Bautek aponta para uma série de fatores que ajudam a impulsionar um avanço bem-sucedido no mercado:

• Processo de mineração sustentável: processamento seco de bauxita e argila evitando desperdício de água e os riscos de barragens; sem desperdício gerado, todos os produtos são comercializados.

• Equipamento de última geração para produção/laboratório/P&D: essencial para análise e garantir produtos de alta qualidade aos clientes. A empresa é certificada ISO 9001.

• Equipe altamente qualificada com mais de 30 anos de experiência na indústria setor de minerais.

• Logística sustentável para clientes locais e portos com frota própria de caminhões.

• Trabalhar com parceiros experientes como o M!NERALS (Grupo Cofermin) no lado de marketing e distribuição.

No geral, a produção de bauxita para Bautek deve aumentar significativamente ao longo do próximo dois anos:

• Produção de bauxita pela TGM no Barro Alto deve aumentar a partir de 300.000 toneladas em 2021 para 600.000 toneladas em 2023

• A produção de bauxita calcinada pela Bautek deve aumentar, de 48.000 toneladas em 2021, para 176.000 toneladas em 2023

Os produtos da Bautek podem fornecer uma ampla gama de aplicações, tanto para o mercado interno quanto para exportação mercados em:

• Refratários

• Abrasivos

• Químico (para tratamento de água e esgoto)

• Soldagem

• Escória sintética e fluxo de pó (aço)

• Retardante de Chama

• Fundição de Investimentos

Avançando na cooperação com a Cofermin

Bautek reconhece que é um recém-chegado aos minerais industriais internacionais mercado, e tomou medidas para reforçar sua posição na plataforma mundial, trabalhando com o Grupo Cofermin, da Alemanha, e especificamente com sua divisão M!NERALS.

“A Cofermin tem sido fundamental para introduzir os produtos da Bautek em altamente exigentes mercados. O esforço conjunto entre as empresas provou que este será um longo prazo e parceria de sucesso”, disse Noronha.

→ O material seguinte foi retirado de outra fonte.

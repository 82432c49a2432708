//! Portable configuration bundles.
//!
//! Export and import of configuration as an opaque, versioned binary
//! envelope rather than raw JSON: shape drift between releases is
//! detected at import time (bad magic, unknown tag, bad length) instead
//! of silently corrupting state.
//!
//! Document versions never travel on the wire; importing always mints a
//! new version through the normal commit path, and imported drafts pass
//! through validation before any commit.

pub mod codec;

use crate::certs::CertSlot;
use crate::config::schema::{ConfigKey, ConfigPayload};
use crate::orchestrator::NodeRecord;

pub use codec::{decode_full, decode_single, encode_full, encode_single};

/// A parsed, not-yet-committed document from an imported bundle.
#[derive(Debug, Clone, PartialEq)]
pub struct DocumentDraft {
    pub key: ConfigKey,
    pub payload: ConfigPayload,
}

/// Reference to a stored certificate asset inside a full bundle.
///
/// Only the reference travels; certificate bytes stay with the
/// certificate manager.
#[derive(Debug, Clone, PartialEq)]
pub struct CertRef {
    pub slot: CertSlot,
    pub path: String,
}

/// A parsed full-deployment bundle awaiting validation and commit.
#[derive(Debug, Clone, PartialEq)]
pub struct FullBundleDraft {
    pub documents: Vec<DocumentDraft>,
    pub nodes: Vec<NodeRecord>,
    pub cert_refs: Vec<CertRef>,
}
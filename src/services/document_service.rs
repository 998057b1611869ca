//! Servicio de verificación de documentos
//!
//! Cada documento entra como registro nuevo en estado pendiente; aprobar y
//! rechazar son las únicas revisiones posibles y siempre registran al actor.
//! Un documento corregido es un registro nuevo: el re-review de uno terminal
//! falla con Conflict.

use std::sync::Arc;

use chrono::Utc;
use tracing::info;
use uuid::Uuid;
use validator::Validate;

use crate::config::EnvironmentConfig;
use crate::models::document::{
    missing_documents, required_documents, Document, DocumentFilters, DocumentStatus, DocumentType,
    SubmitDocumentRequest,
};
use crate::storage::{
    BookingStore, CustomerStore, DocumentStore, Page, Pagination, RouteStore, Store, VehicleStore,
};
use crate::utils::errors::{not_found_error, validation_error, AppResult};

#[derive(Clone)]
pub struct DocumentService {
    store: Arc<dyn Store>,
    config: EnvironmentConfig,
}

impl DocumentService {
    pub fn new(store: Arc<dyn Store>, config: EnvironmentConfig) -> Self {
        Self { store, config }
    }

    /// Registra un documento subido; siempre nace pendiente
    pub async fn submit_document(&self, request: SubmitDocumentRequest) -> AppResult<Document> {
        request.validate()?;
        request.validate_owner()?;

        if let Some(booking_id) = request.booking_id {
            self.store
                .find_booking(booking_id)
                .await?
                .ok_or_else(|| not_found_error("Booking", booking_id))?;
        }
        if let Some(customer_id) = request.customer_id {
            self.store
                .find_customer(customer_id)
                .await?
                .ok_or_else(|| not_found_error("Customer", customer_id))?;
        }

        let document = Document {
            id: Uuid::new_v4(),
            booking_id: request.booking_id,
            customer_id: request.customer_id,
            document_type: request.document_type,
            file_name: request.file_name,
            status: DocumentStatus::Pending,
            expiry_date: request.expiry_date,
            verified_by: None,
            rejection_reason: None,
            created_at: Utc::now(),
        };

        let document = self.store.insert_document(document).await?;
        info!(
            document_id = %document.id,
            document_type = document.document_type.as_str(),
            "document submitted"
        );
        Ok(document)
    }

    pub async fn get_document(&self, id: Uuid) -> AppResult<Document> {
        let mut document = self
            .store
            .find_document(id)
            .await?
            .ok_or_else(|| not_found_error("Document", id))?;
        document.status = document.effective_status(Utc::now());
        Ok(document)
    }

    pub async fn list_documents(
        &self,
        filters: &DocumentFilters,
        page: &Pagination,
    ) -> AppResult<Page<Document>> {
        self.store.list_documents(filters, page).await
    }

    /// Aprueba un documento pendiente registrando al verificador
    pub async fn approve_document(&self, id: Uuid, actor: &str) -> AppResult<Document> {
        let now = Utc::now();
        let mut document = self
            .store
            .find_document(id)
            .await?
            .ok_or_else(|| not_found_error("Document", id))?;
        document.ensure_reviewable(now)?;

        document.status = DocumentStatus::Approved;
        document.verified_by = Some(actor.to_string());
        self.store.update_document(&document).await?;

        info!(document_id = %document.id, actor = actor, "document approved");
        Ok(document)
    }

    /// Rechaza un documento pendiente; el motivo no puede quedar vacío
    pub async fn reject_document(&self, id: Uuid, actor: &str, reason: &str) -> AppResult<Document> {
        if reason.trim().is_empty() {
            return Err(validation_error("rejection requires a reason"));
        }
        let now = Utc::now();
        let mut document = self
            .store
            .find_document(id)
            .await?
            .ok_or_else(|| not_found_error("Document", id))?;
        document.ensure_reviewable(now)?;

        document.status = DocumentStatus::Rejected;
        document.verified_by = Some(actor.to_string());
        document.rejection_reason = Some(reason.to_string());
        self.store.update_document(&document).await?;

        info!(document_id = %document.id, actor = actor, "document rejected");
        Ok(document)
    }

    /// Tipos requeridos para la reserva que aún no cubre ningún documento
    /// efectivamente aprobado
    pub async fn missing_documents(&self, booking_id: Uuid) -> AppResult<Vec<DocumentType>> {
        let booking = self
            .store
            .find_booking(booking_id)
            .await?
            .ok_or_else(|| not_found_error("Booking", booking_id))?;
        let route = self
            .store
            .find_route(booking.route_id)
            .await?
            .ok_or_else(|| not_found_error("Route", booking.route_id))?;
        let vehicle = self
            .store
            .find_vehicle(booking.vehicle_id)
            .await?
            .ok_or_else(|| not_found_error("Vehicle", booking.vehicle_id))?;

        let documents = self.store.documents_by_booking(booking_id).await?;
        let required = required_documents(&route, vehicle.vehicle_type);
        Ok(missing_documents(&required, &documents, Utc::now()))
    }

    /// Completo cuando el conjunto requerido quedó cubierto por aprobados
    pub async fn documents_complete(&self, booking_id: Uuid) -> AppResult<bool> {
        Ok(self.missing_documents(booking_id).await?.is_empty())
    }

    /// Documentos aprobados cuyo vencimiento cae dentro de la ventana de
    /// aviso configurada
    pub async fn expiring_documents(&self, within_days: Option<i64>) -> AppResult<Vec<Document>> {
        let now = Utc::now();
        let window = within_days.unwrap_or(self.config.document_expiry_warning_days);
        let approved = self
            .store
            .documents_by_status(DocumentStatus::Approved)
            .await?;
        Ok(approved
            .into_iter()
            .filter(|d| d.is_expiring_within(now, window))
            .collect())
    }
}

Daqui para frente, a Bautek planeja ser uma “One Stop Shop” para materiais refratários que oferecem uma ampla gama de minerais refratários em vários graus, como camurça, bauxita calcinada, alumina fundida marrom, alumina branca fundida e cimentos de aluminato de cálcio. Para os consumidores de bauxita ocidental e aluminossilicato esta notícia será muito bem-vinda, e para alguns, talvez não possa vir rápido o suficiente.